OPA1, associated with autosomal dominant optic atrophy, is widely expressed in the human brain

Autosomal dominant optic atrophy (adOA) is the most prevalent hereditary optic neuropathy with moderate to severe visual field loss and loss of retinal ganglion cells. The majority of cases of adOA is associated with mutations in the OPA1 gene. Northern blot analyses showed that OPA1 is expressed in all tissues examined, with the highest transcript level in the retina and in the brain. Here we addressed the cell type-specific expression of the OPA1 protein in human brain sections using immunohistochemical techniques and Western blotting. We studied OPA1 expression in normal cerebellum and various cerebral CNS tissue specimen of different areas obtained at autopsy from patients with no reported neurological symptoms or diseases and no neuropathological alterations using a polyclonal antibody raised against a C-terminal peptide of OPA1. We found OPA1 expression in somata and dendrites of neurons of the layers II-VI of the motor cortex and frontal brain.
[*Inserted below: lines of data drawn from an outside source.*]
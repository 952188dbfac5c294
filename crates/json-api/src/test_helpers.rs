//! Test helpers.

use std::sync::Arc;

use salvo::{affix_state::inject, prelude::*};

use shop_app::{
    context::AppContext,
    domain::{
        carts::{MockAddToCartUseCase, MockEmptyCartUseCase, MockGetCartUseCase},
        products::MockFindProductsUseCase,
    },
};

use crate::state::State;

fn strict_find_products_mock() -> MockFindProductsUseCase {
    let mut find_products = MockFindProductsUseCase::new();

    find_products.expect_find_by_name_or_description().never();

    find_products
}

fn strict_add_to_cart_mock() -> MockAddToCartUseCase {
    let mut add_to_cart = MockAddToCartUseCase::new();

    add_to_cart.expect_add_to_cart().never();

    add_to_cart
}

fn strict_get_cart_mock() -> MockGetCartUseCase {
    let mut get_cart = MockGetCartUseCase::new();

    get_cart.expect_get_cart().never();

    get_cart
}

fn strict_empty_cart_mock() -> MockEmptyCartUseCase {
    let mut empty_cart = MockEmptyCartUseCase::new();

    empty_cart.expect_empty_cart().never();

    empty_cart
}

/// An app context whose use cases must not be called.
pub(crate) fn strict_app() -> AppContext {
    AppContext {
        find_products: Arc::new(strict_find_products_mock()),
        add_to_cart: Arc::new(strict_add_to_cart_mock()),
        get_cart: Arc::new(strict_get_cart_mock()),
        empty_cart: Arc::new(strict_empty_cart_mock()),
    }
}

pub(crate) fn service_with(app: AppContext, route: Router) -> Service {
    Service::new(
        Router::new()
            .hoop(inject(State::from_app_context(app)))
            .push(route),
    )
}
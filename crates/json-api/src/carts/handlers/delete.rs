//! Delete Cart Handler

use salvo::{oapi::extract::PathParam, prelude::*};

use crate::{
    carts::{errors::into_status_error, models::parse_customer_id},
    extensions::*,
};

/// Delete Cart Handler
///
/// Empties the customer's cart. Emptying a missing cart succeeds.
#[endpoint(
    tags("carts"),
    summary = "Empty Cart",
    responses(
        (status_code = StatusCode::NO_CONTENT, description = "Cart emptied"),
        (status_code = StatusCode::BAD_REQUEST, description = "Invalid customer ID"),
        (status_code = StatusCode::INTERNAL_SERVER_ERROR, description = "Internal Server Error"),
    ),
)]
#[tracing::instrument(
    name = "carts.delete",
    skip(customer_id, depot),
    fields(customer_id = tracing::field::Empty),
    err
)]
pub(crate) async fn handler(
    customer_id: PathParam<String>,
    depot: &mut Depot,
) -> Result<StatusCode, StatusError> {
    let app = depot.app_or_500()?;
    let customer = parse_customer_id(&customer_id.into_inner())?;

    tracing::Span::current().record("customer_id", customer.value());

    app.empty_cart
        .empty_cart(customer)
        .await
        .map_err(into_status_error)?;

    Ok(StatusCode::NO_CONTENT)
}
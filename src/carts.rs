//! Carts

use std::num::NonZeroU32;

use rusty_money::{Money, iso::Currency};
use smallvec::SmallVec;
use thiserror::Error;

use crate::{
    customers::CustomerId,
    pricing::{PricingError, total_price},
    products::Product,
};

pub mod line_items;

pub use line_items::CartLineItem;

/// Errors raised by cart mutations.
#[derive(Debug, Error, PartialEq, Eq)]
pub enum CartError {
    /// The requested cumulative quantity is more than the product has in stock.
    #[error("only {items_in_stock} items in stock")]
    StockExceeded {
        /// Units available when the addition was attempted.
        items_in_stock: u32,
    },
}

/// Cart
///
/// The shopping cart of one customer. Holds at most one line item per
/// product, in the order products were first added.
#[derive(Debug, Clone, PartialEq)]
pub struct Cart {
    id: CustomerId,
    line_items: SmallVec<[CartLineItem; 4]>,
}

impl Cart {
    /// Creates an empty cart for the given customer.
    #[must_use]
    pub fn new(id: CustomerId) -> Self {
        Self {
            id,
            line_items: SmallVec::new(),
        }
    }

    /// The owning customer's ID.
    pub fn id(&self) -> CustomerId {
        self.id
    }

    /// Adds `quantity` units of `product` to the cart.
    ///
    /// The cumulative quantity is checked against the stock level of the
    /// `product` passed in, which may be newer than the one held by an
    /// existing line item.
    ///
    /// # Errors
    ///
    /// Returns [`CartError::StockExceeded`] if the resulting quantity would be
    /// more than `product.items_in_stock()`. The cart is not modified.
    pub fn add_product(&mut self, product: Product, quantity: NonZeroU32) -> Result<(), CartError> {
        let existing = self
            .line_items
            .iter_mut()
            .find(|item| item.product().id() == product.id());

        match existing {
            Some(item) => item.increase_quantity_by(quantity, product.items_in_stock()),
            None => {
                self.line_items.push(CartLineItem::new(product, quantity)?);

                Ok(())
            }
        }
    }

    /// A copy of the line items, in insertion order.
    pub fn line_items(&self) -> Vec<CartLineItem> {
        self.line_items.to_vec()
    }

    /// Total number of units over all line items.
    pub fn number_of_items(&self) -> u64 {
        self.line_items
            .iter()
            .map(|item| u64::from(item.quantity()))
            .sum()
    }

    /// Sum of all line item sub-totals.
    ///
    /// Returns `Ok(None)` for an empty cart rather than a zero amount.
    ///
    /// # Errors
    ///
    /// Returns a [`PricingError`] if a line total overflows or line items are
    /// priced in different currencies.
    pub fn sub_total(&self) -> Result<Option<Money<'static, Currency>>, PricingError> {
        let line_totals = self
            .line_items
            .iter()
            .map(CartLineItem::sub_total)
            .collect::<Result<SmallVec<[_; 4]>, _>>()?;

        total_price(line_totals)
    }

    /// Whether the cart has no line items.
    pub fn is_empty(&self) -> bool {
        self.line_items.is_empty()
    }
}
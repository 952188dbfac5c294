//! Shop JSON API Healthcheck Handler

use salvo::{oapi::ToSchema, prelude::*};
use serde::{Deserialize, Serialize};

/// Healthcheck response
#[derive(Debug, Serialize, Deserialize, ToSchema)]
pub struct HealthResponse {
    /// Service status
    pub status: String,

    /// Server version
    pub version: String,
}

/// Healthcheck handler
///
/// Reports that the server is accepting requests.
#[endpoint(tags("health"), summary = "Health check endpoint")]
pub(crate) async fn handler() -> Json<HealthResponse> {
    Json(HealthResponse {
        status: "ok".to_string(),
        version: env!("CARGO_PKG_VERSION").to_string(),
    })
}
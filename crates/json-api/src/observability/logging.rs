//! Logging subscriber initialisation.

use tracing_subscriber::{
    EnvFilter, Registry,
    layer::{Layer, SubscriberExt},
    util::SubscriberInitExt,
};

use crate::config::{ServerConfig, observability::LogFormat};

use super::ObservabilityError;

pub(super) fn init_subscriber(config: &ServerConfig) -> Result<(), ObservabilityError> {
    match config.logging.log_format {
        LogFormat::Compact => init_with_layer(
            config,
            tracing_subscriber::fmt::layer()
                .compact()
                .with_target(true)
                .with_file(true)
                .with_line_number(true),
        ),
        LogFormat::Json => init_with_layer(
            config,
            tracing_subscriber::fmt::layer()
                .json()
                .with_current_span(true)
                .with_span_list(true)
                .with_target(true),
        ),
    }
}

fn build_env_filter(log_level: &str) -> EnvFilter {
    EnvFilter::try_from_default_env()
        .unwrap_or_else(|_| EnvFilter::new(format!("{log_level},hyper=warn,h2=warn")))
}

fn init_with_layer<L>(config: &ServerConfig, fmt_layer: L) -> Result<(), ObservabilityError>
where
    L: Layer<Registry> + Send + Sync + 'static,
{
    tracing_subscriber::registry()
        .with(fmt_layer)
        .with(build_env_filter(&config.logging.log_level))
        .try_init()?;

    Ok(())
}
//! Request-level logging and request IDs.

use std::time::Instant;

use salvo::{
    Request, handler,
    http::{StatusCode, header::HeaderValue},
    prelude::{Depot, FlowCtrl, Response},
};
use tracing::{Instrument as _, error, info, warn};
use uuid::Uuid;

use super::settings;

const REQUEST_ID_HEADER: &str = "x-request-id";
const REQUEST_ID_DEPOT_KEY: &str = "request_id";

/// Tag each request with an ID, run it inside an `http.request` span and log
/// its outcome.
#[handler]
pub(crate) async fn request_logging(
    req: &mut Request,
    depot: &mut Depot,
    res: &mut Response,
    ctrl: &mut FlowCtrl,
) {
    let started = Instant::now();

    let request_id = resolve_request_id(req.header::<String>(REQUEST_ID_HEADER));

    depot.insert(REQUEST_ID_DEPOT_KEY, request_id.clone());

    set_request_id_header(res, &request_id);

    let method = req.method().to_string();
    let path = req.uri().path().to_owned();
    let remote_addr = req.remote_addr().to_string();

    let span = tracing::info_span!(
        parent: None,
        "http.request",
        request_id = %request_id,
        method = %method,
        path = %path,
        remote_addr = %remote_addr,
        status = tracing::field::Empty,
        duration_ms = tracing::field::Empty
    );

    ctrl.call_next(req, depot, res)
        .instrument(span.clone())
        .await;

    let status = res.status_code.unwrap_or(StatusCode::OK);
    let duration_ms = started.elapsed().as_millis();
    let threshold_ms = u128::from(settings::slow_request_threshold_ms());

    span.record("status", status.as_u16());
    span.record("duration_ms", duration_ms);

    span.in_scope(|| {
        info!(status = status.as_u16(), duration_ms, "request.completed");

        if status.is_server_error() {
            error!(status = status.as_u16(), method = %method, path = %path, "server error response");
        } else if status.is_client_error() {
            warn!(status = status.as_u16(), method = %method, path = %path, "client error response");
        }

        if duration_ms > threshold_ms {
            warn!(
                method = %method,
                path = %path,
                duration_ms,
                threshold_ms,
                "slow request detected"
            );
        }
    });
}

fn resolve_request_id(header_value: Option<String>) -> String {
    header_value
        .filter(|value| !value.trim().is_empty())
        .unwrap_or_else(|| Uuid::now_v7().to_string())
}

fn set_request_id_header(res: &mut Response, request_id: &str) {
    match HeaderValue::from_str(request_id) {
        Ok(value) => {
            res.headers_mut().insert(REQUEST_ID_HEADER, value);
        }
        Err(source) => {
            warn!(request_id, "could not encode request id for response header: {source}");
        }
    }
}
In the cerebellar cortex, OPA1 expression was detected in the Purkinje cell layer, in the granule cell layer and in the molecular layer. Double-labeling experiments showed also OPA1 expression in GFAP-positive astrocytes. Since mutations in the OPA1 gene specifically causes optic atrophy and occurrence of cerebral anomalies in adOA patients is not characteristic, this finding may suggest different cellular susceptibility of OPA1 in brain and retinal tissues.